→ **Exercise description**
If a line of the entries below includes the word "since", it counts; state the total and nothing further.

→ **Dataset entries**

-----

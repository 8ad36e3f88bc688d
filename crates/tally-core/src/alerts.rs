//! Educational AML-pattern heuristics
//!
//! Flags transaction sequences that resemble known typologies so a human can
//! take a look. Nothing here is a determination of wrongdoing.
//!
//! Two independent detectors run over the trailing window:
//! - Concentrated transfer volume to one counterparty
//! - Days with substantial money both arriving and leaving

use std::collections::{BTreeMap, BTreeSet};

use chrono::{Duration, NaiveDate};
use serde::{Deserialize, Serialize};
use tracing::debug;

use crate::config::AmlConfig;
use crate::models::{Category, Transaction, Window};

/// Shown alongside any AML-pattern alert
pub const AML_EDU_DISCLOSURE: &str = "Potential AML-like pattern detected. This is not a determination of wrongdoing, nor legal or financial advice.";

/// Alert strings for one user's transactions over the window ending at `as_of`
///
/// The window is `(as_of - days, as_of]`. Returns zero, one or two alerts.
pub fn aml_educational_alerts(
    transactions: &[Transaction],
    window: Window,
    as_of: NaiveDate,
    config: &AmlConfig,
) -> Vec<String> {
    let since = as_of - Duration::days(window.days());
    let in_window: Vec<&Transaction> = transactions
        .iter()
        .filter(|t| t.date > since && t.date <= as_of)
        .collect();

    let mut alerts = Vec::new();

    if let Some(count) = concentrated_transfers(&in_window, config) {
        alerts.push(format!(
            "High volume of transfers ({}) to a single counterparty in {}d.",
            count,
            window.days()
        ));
    }

    let days = same_day_in_out_days(&in_window, config.same_day_min_amount);
    if days >= config.same_day_threshold(window) {
        alerts.push(format!(
            "{} days with same-day in/out flows of substantial amounts.",
            days
        ));
    }

    debug!(window = %window, alerts = alerts.len(), "AML heuristics evaluated");
    alerts
}

/// Largest transfer count to one attributable counterparty, if it meets the threshold
fn concentrated_transfers(transactions: &[&Transaction], config: &AmlConfig) -> Option<usize> {
    let savings_label = config.savings_label.to_lowercase();
    let mut counts: BTreeMap<&str, usize> = BTreeMap::new();

    for tx in transactions
        .iter()
        .filter(|t| t.pfc_primary == Category::Transfer && t.amount < 0.0)
    {
        if tx.merchant.to_lowercase().contains(&savings_label) {
            continue;
        }
        let key = tx.counterparty_key();
        if key == "unknown" || key.to_lowercase().contains("transfer") {
            continue;
        }
        *counts.entry(key).or_insert(0) += 1;
    }

    counts
        .into_values()
        .max()
        .filter(|&count| count >= config.transfer_counterparty_min)
}

/// Days on which both a qualifying inflow and a qualifying outflow occurred
fn same_day_in_out_days(transactions: &[&Transaction], min_amount: f64) -> usize {
    let mut inflow_days = BTreeSet::new();
    let mut outflow_days = BTreeSet::new();

    for tx in transactions.iter().filter(|t| t.amount.abs() > min_amount) {
        if tx.amount > 0.0 {
            inflow_days.insert(tx.date);
        } else {
            outflow_days.insert(tx.date);
        }
    }

    inflow_days.intersection(&outflow_days).count()
}

/// Severity derived from the total alert count across both windows
#[derive(Debug, Clone, Copy, PartialEq, Eq, Serialize, Deserialize)]
#[serde(rename_all = "lowercase")]
pub enum AlertSeverity {
    None,
    Informational,
    Elevated,
}

impl AlertSeverity {
    pub fn classify(total_alerts: usize, elevated_at: usize) -> Self {
        if total_alerts == 0 {
            Self::None
        } else if total_alerts >= elevated_at {
            Self::Elevated
        } else {
            Self::Informational
        }
    }

    pub fn as_str(&self) -> &'static str {
        match self {
            Self::None => "none",
            Self::Informational => "informational",
            Self::Elevated => "elevated",
        }
    }

    /// Elevated alerts are queued for human review
    pub fn needs_review(&self) -> bool {
        matches!(self, Self::Elevated)
    }
}

impl std::fmt::Display for AlertSeverity {
    fn fmt(&self, f: &mut std::fmt::Formatter<'_>) -> std::fmt::Result {
        write!(f, "{}", self.as_str())
    }
}

/// Alerts for both windows with the derived severity
#[derive(Debug, Clone, PartialEq, Serialize, Deserialize)]
pub struct AlertReport {
    pub alerts_30: Vec<String>,
    pub alerts_180: Vec<String>,
    pub severity: AlertSeverity,
    /// Present only when there is at least one alert
    pub disclosure: Option<String>,
}

impl AlertReport {
    pub fn build(transactions: &[Transaction], as_of: NaiveDate, config: &AmlConfig) -> Self {
        let alerts_30 = aml_educational_alerts(transactions, Window::Days30, as_of, config);
        let alerts_180 = aml_educational_alerts(transactions, Window::Days180, as_of, config);
        let total = alerts_30.len() + alerts_180.len();
        let severity = AlertSeverity::classify(total, config.elevated_alert_count);

        Self {
            alerts_30,
            alerts_180,
            severity,
            disclosure: (total > 0).then(|| AML_EDU_DISCLOSURE.to_string()),
        }
    }

    pub fn total(&self) -> usize {
        self.alerts_30.len() + self.alerts_180.len()
    }

    pub fn has_alerts(&self) -> bool {
        self.total() > 0
    }

    /// All alerts, 30-day first
    pub fn all(&self) -> Vec<&str> {
        self.alerts_30
            .iter()
            .chain(self.alerts_180.iter())
            .map(String::as_str)
            .collect()
    }
}

#[cfg(test)]
mod tests {
    use super::*;
    use crate::models::PaymentChannel;

    fn as_of() -> NaiveDate {
        NaiveDate::from_ymd_opt(2024, 6, 30).unwrap()
    }

    fn tx(days_ago: i64, amount: f64, merchant: &str, entity: Option<&str>, category: Category) -> Transaction {
        Transaction {
            id: 0,
            user_id: "u1".to_string(),
            account_id: "chk".to_string(),
            date: as_of() - Duration::days(days_ago),
            amount,
            merchant: merchant.to_string(),
            merchant_entity_id: entity.map(str::to_string),
            payment_channel: PaymentChannel::Online,
            pfc_primary: category,
            pending: false,
        }
    }

    fn transfers(n: i64, merchant: &str) -> Vec<Transaction> {
        (0..n)
            .map(|i| tx(i * 2, -700.0, merchant, None, Category::Transfer))
            .collect()
    }

    fn in_out_days(n: i64) -> Vec<Transaction> {
        (0..n)
            .flat_map(|i| {
                [
                    tx(i, 600.0, "Payroll", None, Category::Income),
                    tx(i, -600.0, "Exchange", None, Category::Other),
                ]
            })
            .collect()
    }

    #[test]
    fn test_transfer_threshold_is_ten() {
        let config = AmlConfig::default();
        let alerts = aml_educational_alerts(&transfers(10, "Acme Holdings"), Window::Days30, as_of(), &config);
        assert_eq!(alerts.len(), 1);
        assert!(alerts[0].contains("10"));

        let below = aml_educational_alerts(&transfers(9, "Acme Holdings"), Window::Days30, as_of(), &config);
        assert!(below.is_empty());
    }

    #[test]
    fn test_savings_and_generic_transfers_excluded() {
        let config = AmlConfig::default();
        assert!(aml_educational_alerts(&transfers(12, "My SAVINGS Account"), Window::Days30, as_of(), &config).is_empty());
        assert!(aml_educational_alerts(&transfers(12, "Online Transfer"), Window::Days30, as_of(), &config).is_empty());
        assert!(aml_educational_alerts(&transfers(12, ""), Window::Days30, as_of(), &config).is_empty());
    }

    #[test]
    fn test_counterparty_prefers_entity_id() {
        let config = AmlConfig::default();
        let txs: Vec<Transaction> = (0..10)
            .map(|i| {
                let name = format!("Wire {}", i);
                tx(i, -800.0, &name, Some("ent_offshore"), Category::Transfer)
            })
            .collect();
        assert_eq!(aml_educational_alerts(&txs, Window::Days30, as_of(), &config).len(), 1);
    }

    #[test]
    fn test_same_day_threshold_for_30_days() {
        let config = AmlConfig::default();
        let alerts = aml_educational_alerts(&in_out_days(10), Window::Days30, as_of(), &config);
        assert_eq!(alerts, vec!["10 days with same-day in/out flows of substantial amounts.".to_string()]);

        assert!(aml_educational_alerts(&in_out_days(9), Window::Days30, as_of(), &config).is_empty());
    }

    #[test]
    fn test_same_day_threshold_scales_with_window() {
        let config = AmlConfig::default();
        // 10 qualifying days trip the 30-day window but not the 180-day one
        assert!(aml_educational_alerts(&in_out_days(10), Window::Days180, as_of(), &config).is_empty());
        assert_eq!(aml_educational_alerts(&in_out_days(25), Window::Days180, as_of(), &config).len(), 1);
    }

    #[test]
    fn test_small_flows_do_not_qualify() {
        let config = AmlConfig::default();
        let txs: Vec<Transaction> = (0..15)
            .flat_map(|i| {
                [
                    tx(i, 500.0, "Payroll", None, Category::Income),
                    tx(i, -900.0, "Rent", None, Category::Bills),
                ]
            })
            .collect();
        assert!(aml_educational_alerts(&txs, Window::Days30, as_of(), &config).is_empty());
    }

    #[test]
    fn test_window_excludes_old_transactions() {
        let config = AmlConfig::default();
        let txs: Vec<Transaction> = (0..10)
            .map(|i| tx(30 + i, -700.0, "Acme Holdings", None, Category::Transfer))
            .collect();
        assert!(aml_educational_alerts(&txs, Window::Days30, as_of(), &config).is_empty());
        assert_eq!(aml_educational_alerts(&txs, Window::Days180, as_of(), &config).len(), 1);
    }

    #[test]
    fn test_detectors_are_independent() {
        let config = AmlConfig::default();
        let mut txs = transfers(10, "Acme Holdings");
        txs.extend(in_out_days(10));
        assert_eq!(aml_educational_alerts(&txs, Window::Days30, as_of(), &config).len(), 2);
    }

    #[test]
    fn test_severity_classification() {
        assert_eq!(AlertSeverity::classify(0, 3), AlertSeverity::None);
        assert_eq!(AlertSeverity::classify(1, 3), AlertSeverity::Informational);
        assert_eq!(AlertSeverity::classify(2, 3), AlertSeverity::Informational);
        assert_eq!(AlertSeverity::classify(3, 3), AlertSeverity::Elevated);
        assert!(AlertSeverity::Elevated.needs_review());
        assert!(!AlertSeverity::Informational.needs_review());
    }

    #[test]
    fn test_report_sums_both_windows() {
        let config = AmlConfig::default();
        let mut txs = transfers(10, "Acme Holdings");
        txs.extend(in_out_days(10));

        let report = AlertReport::build(&txs, as_of(), &config);
        // Both detectors fire for 30 days; only the transfer detector for 180
        assert_eq!(report.alerts_30.len(), 2);
        assert_eq!(report.alerts_180.len(), 1);
        assert_eq!(report.severity, AlertSeverity::Elevated);
        assert_eq!(report.disclosure.as_deref(), Some(AML_EDU_DISCLOSURE));

        let quiet = AlertReport::build(&[], as_of(), &config);
        assert_eq!(quiet.severity, AlertSeverity::None);
        assert!(quiet.disclosure.is_none());
        assert!(!quiet.has_alerts());
    }
}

-----

→ **Task answer**
2